Por otra parte, los propios talleres se vuelven estudios donde reunirse en torno a charlas intelectuales, como el que tuvo en Valencia (llamado La Gallera) Francisco Domingo Marqués, en el que mostraban su interés por el impresionismo, que conoció en París. De él destacamos Cabeza de gato durmiendo (h. 1885), donde podemos ver una materia que se deshace en expresión colorista que deja entrever a su maestro Rosales y su amistad con Fortuny.
 
Fortuny fue cronista en la Guerra de África hacia 1860 de donde le surge la fascinación por lo árabe que podemos ver en Marroquíes (1872-74), con su cromatismo rico en matices.  Manuela Mena, comisaria de la muestra, nos dice en el catálogo de la exposición: “la técnica es imprescindible en la consecución de una expresión artística concreta”. Asombra la de Mariano Fortuny, hace cierto que la intensidad no depende del tamaño: Desnudo en la playa de Portici (1874), como si sus pinceles tuvieran una vivacidad fotográfica. Pintura directa y precisa que recuerda al Hermafrodita Borghese del Louvre (copia en bronce en el Prado).

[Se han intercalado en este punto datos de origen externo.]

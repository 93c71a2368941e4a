//! Application configuration.
//!
//! Built once at startup from defaults, an optional TOML file and a handful of
//! `STASH_*` environment overrides, then passed by reference to everything
//! that needs it.

use anyhow::{Context, Result};
use serde::{Deserialize, Serialize};
use std::fs;
use std::path::{Path, PathBuf};

pub const DEFAULT_CONFIG_PATH: &str = "/etc/stash-backup/config.toml";

const REDACTED: &str = "********";

#[derive(Debug, Clone, Serialize, Deserialize)]
#[serde(default)]
pub struct AppConfig {
    /// Bucket (or container) that receives every upload
    pub bucket: String,
    /// Directory scanned for `*-backup.yaml` descriptors
    pub descriptor_dir: PathBuf,
    /// Root of the per-project, per-host machine directories
    pub working_dir: PathBuf,
    /// Fail instead of warn when a selector doesn't resolve against a descriptor
    pub strict_descriptors: bool,
    pub storage: StorageConfig,
    pub upload: UploadConfig,
    #[serde(default = "default_mysql")]
    pub mysql: DatabaseConfig,
    #[serde(default = "default_postgresql")]
    pub postgresql: DatabaseConfig,
    pub rds: RdsConfig,
    pub report: ReportConfig,
    pub logging: LoggingConfig,
}

#[derive(Debug, Clone, Serialize, Deserialize)]
#[serde(default)]
pub struct StorageConfig {
    /// s3, gcs, azure, local or memory
    pub provider: String,
    pub endpoint: Option<String>,
    pub region: String,
    pub access_key: Option<String>,
    pub secret_key: Option<String>,
    // gcs
    pub credentials_path: Option<String>,
    // azure
    pub account_name: Option<String>,
    pub account_key: Option<String>,
    // local
    pub root: Option<PathBuf>,
}

#[derive(Debug, Clone, Serialize, Deserialize)]
#[serde(default)]
pub struct UploadConfig {
    /// Treat a size/ETag mismatch after upload as an error rather than a log line
    pub strict_verify: bool,
    /// Delete local artifacts once they have been uploaded
    pub remove_after_upload: bool,
}

#[derive(Debug, Clone, Serialize, Deserialize)]
pub struct DatabaseConfig {
    pub host: String,
    pub port: u16,
    pub user: String,
    #[serde(default)]
    pub password: Option<String>,
}

#[derive(Debug, Clone, Serialize, Deserialize)]
#[serde(default)]
pub struct RdsConfig {
    pub region: Option<String>,
    pub snapshot_prefix: String,
    pub max_wait_minutes: u64,
    pub poll_interval_secs: u64,
}

#[derive(Debug, Clone, Serialize, Deserialize)]
#[serde(default)]
pub struct ReportConfig {
    /// Backups older than this many whole days are reported
    pub problem_threshold_days: i64,
    /// Only hosts containing one of these substrings are checked by `check-all`
    pub host_substrings: Vec<String>,
    pub project_blocklist: Vec<String>,
    pub file_blocklist: Vec<String>,
}

#[derive(Debug, Clone, Serialize, Deserialize)]
#[serde(default)]
pub struct LoggingConfig {
    pub level: String,
}

impl Default for AppConfig {
    fn default() -> Self {
        Self {
            bucket: "backups".to_string(),
            descriptor_dir: PathBuf::from("/etc/stash-backup/"),
            working_dir: PathBuf::from("/tmp/stash-backup/"),
            strict_descriptors: false,
            storage: StorageConfig::default(),
            upload: UploadConfig::default(),
            mysql: default_mysql(),
            postgresql: default_postgresql(),
            rds: RdsConfig::default(),
            report: ReportConfig::default(),
            logging: LoggingConfig::default(),
        }
    }
}

impl Default for StorageConfig {
    fn default() -> Self {
        Self {
            provider: "s3".to_string(),
            endpoint: None,
            region: "us-east-1".to_string(),
            access_key: None,
            secret_key: None,
            credentials_path: None,
            account_name: None,
            account_key: None,
            root: None,
        }
    }
}

impl Default for UploadConfig {
    fn default() -> Self {
        Self {
            strict_verify: false,
            remove_after_upload: true,
        }
    }
}

impl Default for RdsConfig {
    fn default() -> Self {
        Self {
            region: None,
            snapshot_prefix: "stash".to_string(),
            max_wait_minutes: 10,
            poll_interval_secs: 10,
        }
    }
}

impl Default for ReportConfig {
    fn default() -> Self {
        Self {
            problem_threshold_days: 2,
            host_substrings: vec!["prod".to_string(), "master-server".to_string()],
            project_blocklist: Vec::new(),
            file_blocklist: Vec::new(),
        }
    }
}

impl Default for LoggingConfig {
    fn default() -> Self {
        Self {
            level: "info".to_string(),
        }
    }
}

fn default_mysql() -> DatabaseConfig {
    DatabaseConfig {
        host: "localhost".to_string(),
        port: 3306,
        user: "root".to_string(),
        password: None,
    }
}

fn default_postgresql() -> DatabaseConfig {
    DatabaseConfig {
        host: "localhost".to_string(),
        port: 5432,
        user: "postgres".to_string(),
        password: None,
    }
}

impl AppConfig {
    /// Loads configuration from `path` (which must exist) or from the default
    /// location (which may not), then applies environment overrides.
    pub fn load(path: Option<&Path>) -> Result<Self> {
        let mut config = match path {
            Some(path) => Self::from_file(path)?,
            None if Path::new(DEFAULT_CONFIG_PATH).exists() => {
                Self::from_file(Path::new(DEFAULT_CONFIG_PATH))?
            }
            None => Self::default(),
        };
        config.apply_env_overrides(|name| std::env::var(name).ok());
        Ok(config)
    }

    pub fn from_file(path: &Path) -> Result<Self> {
        let content = fs::read_to_string(path)
            .with_context(|| format!("Failed to read config file: {}", path.display()))?;
        Self::from_toml(&content)
            .with_context(|| format!("Failed to parse config file: {}", path.display()))
    }

    pub fn from_toml(content: &str) -> Result<Self> {
        toml::from_str(content).context("Invalid configuration")
    }

    /// `lookup` is `std::env::var` in production; empty values are ignored.
    pub fn apply_env_overrides<F>(&mut self, lookup: F)
    where
        F: Fn(&str) -> Option<String>,
    {
        let var = |name: &str| lookup(name).filter(|v| !v.trim().is_empty());

        if let Some(v) = var("STASH_BUCKET") {
            self.bucket = v;
        }
        if let Some(v) = var("STASH_DESCRIPTOR_DIR") {
            self.descriptor_dir = PathBuf::from(v);
        }
        if let Some(v) = var("STASH_WORKING_DIR") {
            self.working_dir = PathBuf::from(v);
        }
        if let Some(v) = var("STASH_STORAGE_PROVIDER") {
            self.storage.provider = v;
        }
        if let Some(v) = var("STASH_MYSQL_PASSWORD") {
            self.mysql.password = Some(v);
        }
        if let Some(v) = var("STASH_PSQL_PASSWORD") {
            self.postgresql.password = Some(v);
        }
        if let Some(v) = var("STASH_LOG_LEVEL") {
            self.logging.level = v;
        }
    }

    /// Copy of the configuration safe to print.
    pub fn redacted(&self) -> Self {
        fn hide(value: &Option<String>) -> Option<String> {
            value.as_ref().map(|_| REDACTED.to_string())
        }
        let mut copy = self.clone();
        copy.storage.access_key = hide(&self.storage.access_key);
        copy.storage.secret_key = hide(&self.storage.secret_key);
        copy.storage.account_key = hide(&self.storage.account_key);
        copy.mysql.password = hide(&self.mysql.password);
        copy.postgresql.password = hide(&self.postgresql.password);
        copy
    }

    pub fn to_toml(&self) -> Result<String> {
        toml::to_string_pretty(self).context("Failed to serialize configuration")
    }
}

pub fn write_example_config(output_path: &Path) -> Result<()> {
    fs::write(output_path, EXAMPLE_CONFIG)
        .with_context(|| format!("Failed to write config file: {}", output_path.display()))
}

pub const EXAMPLE_CONFIG: &str = r#"# stash-backup configuration

# Bucket that receives every upload
bucket = "backups"

# Where `*-backup.yaml` descriptors live
descriptor_dir = "/etc/stash-backup/"

# Machine directories are created under here: <working_dir>/<project>/<hostname>
working_dir = "/tmp/stash-backup/"

# Fail when a `kind.name` selector doesn't match a descriptor (default: warn and continue)
strict_descriptors = false

[storage]
# Provider: s3, gcs, azure, local, memory
provider = "s3"
region = "us-east-1"
# endpoint = "https://s3.example.com"   # S3-compatible stores only
# access_key = "your-access-key"        # omit to use the default AWS credential chain
# secret_key = "your-secret-key"

# gcs
# credentials_path = "/path/to/service-account-key.json"

# azure
# account_name = "your-account"
# account_key = "your-key"

# local
# root = "/srv/backups"

[upload]
# Fail the upload when the remote size/ETag doesn't match the local file
strict_verify = false
remove_after_upload = true

[mysql]
host = "localhost"
port = 3306
user = "root"
# password = "..."   # or STASH_MYSQL_PASSWORD

[postgresql]
host = "localhost"
port = 5432
user = "postgres"
# password = "..."   # or STASH_PSQL_PASSWORD

[rds]
# region = "us-east-1"
snapshot_prefix = "stash"
max_wait_minutes = 10
poll_interval_secs = 10

[report]
problem_threshold_days = 2
host_substrings = ["prod", "master-server"]
project_blocklist = []
file_blocklist = []

[logging]
level = "info"
"#;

En Portici (Nápoles) realizó varias marinas más con esa admirable factura de pinceladas sueltas y rápidas, aunque allí contraería la malaria que provocó su temprana muerte en Roma.
 
Hay detalles que podemos ver en la Galería online y que esta exposición pone al mismo alcance de zoom, como en San Francisco de Asís recibiendo los estigmas (h. 1510) del Maestro de Hoogstraten: apreciar a Cristo como en una acrobacia dentro de una mandorla que parece todo él desencajado. O bien dilucidar si en la Anunciación de Fra Angélico, en la predela, en la Purificación, si son dragones o serpientes lo que imita esos soportes como perchas en el muro de la derecha. Apreciar el meticuloso abigarramiento en el pequeño e imponente cuadro de Vicente Masip, La coronación de la Virgen (h. 1521). Ver en Patinir los detalles que nos indica, en el extraordinario texto del catálogo, el profesor Félix de Azúa.
 
Vicente Palmaroli, En vue (1880), nos muestra una mujer en las playas de Normandía mirando a través de un catalejo que acerca y fragmenta su horizonte visual. En el catálogo de la exposición, Andrés Úbeda de los Cobos recoge el fragmento de una carta de Sebastiano Ricci a propósito de una obra suya: “El boceto es la obra terminada y el cuadro de altar la copia”; subvierte el orden de lo visto. ¿No seremos nosotros a quien observa la mujer de la playa? Quizá permanezcamos encerrados y aquella belleza sea un refugio donde adentrarnos y descubrirnos, ser capaces de apreciar la belleza interior que subyace y nos espera, belleza en preludio de la que vendrá.